— What you will do —
Copy out each line of the data below in which "internal" appears.
# # # # #
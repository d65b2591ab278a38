use std::fmt::Write as _;

use serde_json::Value;

use crate::llm::ModelMessage;
use crate::tools::ToolDescriptor;

pub const DEFAULT_SYSTEM_PROMPT: &str = "You are a helpful assistant. Use the available tools \
when they help you answer, and reply directly once you have what you need.";

pub const DEFAULT_REASONING_PROMPT: &str = "Before acting, review the tool results gathered so \
far. State briefly what has been established and what the next step should be. Do not call \
any tools and do not write the final answer yet.";

/// Marks an assistant message as an internal note from the reasoning phase.
pub const REASONING_NOTE_PREFIX: &str = "[internal reasoning] ";

const PREVIEW_CHARS: usize = 160;

const CHECKLIST_INSTRUCTIONS: &str = "\
For multi-step work you may track progress with a checklist. Declare it once:
<todo>
# Title
- [ ] first step
- [ ] second step
</todo>
Items are numbered from 1 in order. Report progress with
<todo_update>{\"id\": \"1\", \"status\": \"completed\", \"result\": \"short summary\"}</todo_update>
Valid statuses are pending, in_progress, completed and failed.";

const TEXT_CONVENTION_INSTRUCTIONS: &str = "\
To call a tool, write a block of exactly this form and nothing else on those lines:
<tool_call>{\"name\": \"tool_name\", \"arguments\": {\"key\": \"value\"}}</tool_call>
You may write several blocks in one reply. The results arrive in the next message inside \
<tool_result> blocks. Never write <tool_result> blocks yourself.";

/// System prompt for native mode: tool declarations travel out of band.
pub fn native_system_prompt(base: &str) -> String {
    format!("{base}\n\n{CHECKLIST_INSTRUCTIONS}")
}

/// System prompt for text-convention mode, carrying the tool catalogue.
pub fn text_convention_system_prompt(base: &str, tools: &[ToolDescriptor]) -> String {
    if tools.is_empty() {
        return native_system_prompt(base);
    }

    let mut prompt = format!("{base}\n\nYou can use these tools:\n");
    for tool in tools {
        let _ = writeln!(prompt, "- {}: {}", tool.name, tool.description.trim());
        let _ = writeln!(prompt, "  arguments schema: {}", tool.input_schema);
    }
    let _ = write!(
        prompt,
        "\n{TEXT_CONVENTION_INSTRUCTIONS}\n\n{CHECKLIST_INSTRUCTIONS}"
    );
    prompt
}

/// Rewrites history for a model that has no structured tool-calling.
///
/// Tool results become user messages wrapping each payload in a
/// `<tool_result>` block; consecutive results share one message.
pub fn render_text_convention_history(messages: &[ModelMessage]) -> Vec<ModelMessage> {
    let mut rendered: Vec<ModelMessage> = Vec::with_capacity(messages.len());
    let mut pending_results = String::new();

    for message in messages {
        match message {
            ModelMessage::ToolResult {
                tool_call_id,
                tool_name,
                content,
                is_error,
            } => {
                if !pending_results.is_empty() {
                    pending_results.push('\n');
                }
                let error_attr = if *is_error { " error=\"true\"" } else { "" };
                let _ = write!(
                    pending_results,
                    "<tool_result name=\"{tool_name}\" id=\"{tool_call_id}\"{error_attr}>\n{content}\n</tool_result>"
                );
            }
            ModelMessage::Assistant { content, .. } => {
                flush_results(&mut rendered, &mut pending_results);
                rendered.push(ModelMessage::Assistant {
                    content: content.clone(),
                    tool_calls: Vec::new(),
                });
            }
            other => {
                flush_results(&mut rendered, &mut pending_results);
                rendered.push(other.clone());
            }
        }
    }
    flush_results(&mut rendered, &mut pending_results);
    rendered
}

fn flush_results(rendered: &mut Vec<ModelMessage>, pending: &mut String) {
    if !pending.is_empty() {
        rendered.push(ModelMessage::user(std::mem::take(pending)));
    }
}

/// Replaces every tool payload with a record count so the reasoning step
/// cannot echo raw data back as its answer.
pub fn summarize_tool_results(messages: &[ModelMessage]) -> Vec<ModelMessage> {
    messages
        .iter()
        .map(|message| match message {
            ModelMessage::ToolResult {
                tool_call_id,
                tool_name,
                content,
                is_error,
            } => ModelMessage::ToolResult {
                tool_call_id: tool_call_id.clone(),
                tool_name: tool_name.clone(),
                content: summarize_payload(tool_name, content, *is_error),
                is_error: *is_error,
            },
            other => other.clone(),
        })
        .collect()
}

fn summarize_payload(tool_name: &str, content: &str, is_error: bool) -> String {
    if is_error {
        return format!("[`{tool_name}` failed: {}]", preview(content));
    }

    let records = match serde_json::from_str::<Value>(content) {
        Ok(Value::Array(items)) => items.len(),
        Ok(Value::Object(map)) => map
            .values()
            .find_map(|value| value.as_array().map(Vec::len))
            .unwrap_or(1),
        Ok(Value::Null) => 0,
        _ => content.lines().filter(|line| !line.trim().is_empty()).count(),
    };
    let noun = if records == 1 { "record" } else { "records" };
    format!("[result from `{tool_name}`: {records} {noun}]")
}

fn preview(content: &str) -> String {
    let flat = content.split_whitespace().collect::<Vec<_>>().join(" ");
    match flat.char_indices().nth(PREVIEW_CHARS) {
        Some((cut, _)) => format!("{}...", &flat[..cut]),
        None => flat,
    }
}

#[cfg(test)]
mod tests {
    use serde_json::json;

    use super::*;
    use crate::llm::ModelToolCall;

    fn tool_result(id: &str, name: &str, content: &str) -> ModelMessage {
        ModelMessage::ToolResult {
            tool_call_id: id.to_string(),
            tool_name: name.to_string(),
            content: content.to_string(),
            is_error: false,
        }
    }

    #[test]
    fn text_convention_prompt_lists_tools_and_convention() {
        let tools = vec![ToolDescriptor {
            name: "search".to_string(),
            description: "Search the web".to_string(),
            input_schema: json!({"type": "object"}),
        }];
        let prompt = text_convention_system_prompt("base", &tools);
        assert!(prompt.starts_with("base"));
        assert!(prompt.contains("- search: Search the web"));
        assert!(prompt.contains("<tool_call>"));
        assert!(prompt.contains("<todo>"));
    }

    #[test]
    fn text_history_folds_consecutive_results_into_one_user_message() {
        let history = vec![
            ModelMessage::user("hi"),
            ModelMessage::Assistant {
                content: Some("<tool_call>{}</tool_call>".to_string()),
                tool_calls: vec![ModelToolCall {
                    id: "call_1".to_string(),
                    name: "a".to_string(),
                    arguments: json!({}),
                }],
            },
            tool_result("call_1", "a", "one"),
            tool_result("call_2", "b", "two"),
        ];

        let rendered = render_text_convention_history(&history);
        assert_eq!(rendered.len(), 3);
        match &rendered[1] {
            ModelMessage::Assistant { tool_calls, .. } => assert!(tool_calls.is_empty()),
            other => panic!("unexpected message: {other:?}"),
        }
        match &rendered[2] {
            ModelMessage::User { content, .. } => {
                assert!(content.contains("<tool_result name=\"a\" id=\"call_1\">\none\n</tool_result>"));
                assert!(content.contains("<tool_result name=\"b\" id=\"call_2\">"));
            }
            other => panic!("unexpected message: {other:?}"),
        }
    }

    #[test]
    fn summaries_report_record_counts() {
        let summarized = summarize_tool_results(&[
            tool_result("1", "rows", r#"[{"a":1},{"a":2},{"a":3}]"#),
            tool_result("2", "page", r#"{"total": 9, "items": [1, 2]}"#),
            tool_result("3", "log", "line one\nline two\n"),
        ]);

        let contents = summarized
            .iter()
            .map(|message| match message {
                ModelMessage::ToolResult { content, .. } => content.clone(),
                other => panic!("unexpected message: {other:?}"),
            })
            .collect::<Vec<_>>();
        assert_eq!(contents[0], "[result from `rows`: 3 records]");
        assert_eq!(contents[1], "[result from `page`: 2 records]");
        assert_eq!(contents[2], "[result from `log`: 2 records]");
    }

    #[test]
    fn preview_is_truncated_on_char_boundary() {
        let long = "é".repeat(PREVIEW_CHARS + 10);
        let short = preview(&long);
        assert!(short.ends_with("..."));
        assert_eq!(short.chars().count(), PREVIEW_CHARS + 3);
    }
}
use regex::{RegexSet, RegexSetBuilder};
use serde::{Deserialize, Serialize};

use crate::error::AgentError;

/// Requested tool-calling mode.
#[derive(Debug, Clone, Copy, Default, PartialEq, Eq, Serialize, Deserialize)]
#[serde(rename_all = "kebab-case")]
pub enum ToolCallingMode {
    Native,
    TextConvention,
    #[default]
    Auto,
}

/// The mode a turn actually runs in.
#[derive(Debug, Clone, Copy, PartialEq, Eq, Serialize)]
#[serde(rename_all = "kebab-case")]
pub enum ResolvedMode {
    Native,
    TextConvention,
}

/// Model-id patterns consulted when the mode is `auto`.
///
/// Patterns are case-insensitive regular expressions. Text-convention patterns
/// are checked first; a model matching neither list runs in text-convention
/// mode.
#[derive(Debug, Clone, PartialEq, Serialize, Deserialize)]
#[serde(default, rename_all = "camelCase")]
pub struct ModeRules {
    pub text_convention_patterns: Vec<String>,
    pub native_patterns: Vec<String>,
}

impl Default for ModeRules {
    fn default() -> Self {
        let owned = |patterns: &[&str]| -> Vec<String> {
            patterns.iter().map(|p| p.to_string()).collect()
        };
        Self {
            text_convention_patterns: owned(&[
                r"deepseek-r1",
                r"\bqwq\b",
                r"gemma",
                r"\bphi-?[1-4]",
                r"llama-?2",
                r"tinyllama",
                r"codellama",
                r"mistral-7b",
                r"vicuna",
                r"orca",
                r"falcon",
                r"starcoder",
            ]),
            native_patterns: owned(&[
                r"gpt-?[34]",
                r"gpt-?5",
                r"^(openai/)?o[134](-|$)",
                r"claude",
                r"gemini",
                r"qwen-?2\.5",
                r"qwen-?3",
                r"llama-?3\.[1-9]",
                r"llama-?4",
                r"mistral-(large|medium|small)",
                r"mixtral",
                r"command-r",
                r"grok",
                r"deepseek-(chat|v3)",
                r"glm-4",
                r"kimi",
            ]),
        }
    }
}

#[derive(Debug, Clone)]
pub struct ModeSelector {
    text_convention: RegexSet,
    native: RegexSet,
}

impl ModeSelector {
    pub fn new(rules: &ModeRules) -> Result<Self, AgentError> {
        Ok(Self {
            text_convention: compile(&rules.text_convention_patterns)?,
            native: compile(&rules.native_patterns)?,
        })
    }

    /// An explicit `native`/`text-convention` request always wins over the
    /// model-id rules.
    pub fn select(&self, model_id: &str, requested: ToolCallingMode) -> ResolvedMode {
        match requested {
            ToolCallingMode::Native => ResolvedMode::Native,
            ToolCallingMode::TextConvention => ResolvedMode::TextConvention,
            ToolCallingMode::Auto if self.text_convention.is_match(model_id) => {
                ResolvedMode::TextConvention
            }
            ToolCallingMode::Auto if self.native.is_match(model_id) => ResolvedMode::Native,
            ToolCallingMode::Auto => ResolvedMode::TextConvention,
        }
    }
}

impl Default for ModeSelector {
    fn default() -> Self {
        Self::new(&ModeRules::default()).unwrap_or_else(|_| Self {
            text_convention: RegexSet::empty(),
            native: RegexSet::empty(),
        })
    }
}

fn compile(patterns: &[String]) -> Result<RegexSet, AgentError> {
    RegexSetBuilder::new(patterns)
        .case_insensitive(true)
        .build()
        .map_err(|err| AgentError::Config(format!("invalid mode rule pattern: {err}")))
}

#[cfg(test)]
mod tests {
    use super::*;

    fn auto(model_id: &str) -> ResolvedMode {
        ModeSelector::default().select(model_id, ToolCallingMode::Auto)
    }

    #[test]
    fn known_tool_capable_models_use_native_mode() {
        for model_id in [
            "gpt-4o-mini",
            "claude-3-5-sonnet",
            "gemini-2.0-flash",
            "qwen2.5-coder:7b",
            "llama3.1:8b",
            "mistral-large-latest",
            "o3-mini",
        ] {
            assert_eq!(auto(model_id), ResolvedMode::Native, "{model_id}");
        }
    }

    #[test]
    fn weak_or_reasoning_models_use_text_convention() {
        for model_id in ["deepseek-r1:14b", "gemma2:9b", "llama2", "QwQ-32B", "phi3:mini"] {
            assert_eq!(auto(model_id), ResolvedMode::TextConvention, "{model_id}");
        }
    }

    #[test]
    fn unknown_models_default_to_text_convention() {
        assert_eq!(auto("my-local-finetune"), ResolvedMode::TextConvention);
    }

    #[test]
    fn explicit_request_overrides_rules() {
        let selector = ModeSelector::default();
        assert_eq!(
            selector.select("deepseek-r1", ToolCallingMode::Native),
            ResolvedMode::Native
        );
        assert_eq!(
            selector.select("gpt-4o", ToolCallingMode::TextConvention),
            ResolvedMode::TextConvention
        );
    }

    #[test]
    fn custom_rules_replace_defaults() {
        let selector = ModeSelector::new(&ModeRules {
            text_convention_patterns: vec![],
            native_patterns: vec!["^house-".to_string()],
        })
        .expect("rules compile");
        assert_eq!(
            selector.select("HOUSE-model", ToolCallingMode::Auto),
            ResolvedMode::Native
        );
        assert_eq!(
            selector.select("gpt-4o", ToolCallingMode::Auto),
            ResolvedMode::TextConvention
        );
    }

    #[test]
    fn invalid_pattern_is_a_config_error() {
        let err = ModeSelector::new(&ModeRules {
            text_convention_patterns: vec!["(".to_string()],
            native_patterns: vec![],
        })
        .expect_err("pattern must fail");
        assert!(matches!(err, AgentError::Config(_)));
    }

    #[test]
    fn mode_names_deserialize_in_kebab_case() {
        let mode: ToolCallingMode =
            serde_json::from_str("\"text-convention\"").expect("deserializes");
        assert_eq!(mode, ToolCallingMode::TextConvention);
    }
}
use thiserror::Error;

#[derive(Debug, Error)]
pub enum SchemaError {
    #[error("tool schema must be a JSON object")]
    SchemaNotObject,
    #[error("tool schema must declare type=object")]
    RootTypeMustBeObject,
    #[error("required must be an array of strings")]
    InvalidRequired,
}

#[derive(Debug, Error)]
pub enum ToolError {
    #[error("tool not found: {0}")]
    NotFound(String),
    #[error("tool not available in this turn: {0}")]
    NotAllowed(String),
    #[error("tool execution failed: {0}")]
    Execution(String),
    #[error("tool task aborted: {0}")]
    Aborted(String),
    #[error(transparent)]
    Schema(#[from] SchemaError),
}

#[derive(Debug, Error)]
pub enum ProviderError {
    #[error("provider request failed: {0}")]
    Request(String),
    #[error("provider response invalid: {0}")]
    Response(String),
    #[error("provider stream failed: {0}")]
    Stream(String),
}

#[derive(Debug, Error)]
pub enum AgentError {
    #[error(transparent)]
    Tool(#[from] ToolError),
    #[error(transparent)]
    Provider(#[from] ProviderError),
    #[error("agent configuration error: {0}")]
    Config(String),
    #[error("turn ended without a terminal event")]
    MissingCompletion,
}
# # # # #
— Answer section —
/// Marks an assistant message as an internal note from the reasoning phase.
pub const REASONING_NOTE_PREFIX: &str = "[internal reasoning] ";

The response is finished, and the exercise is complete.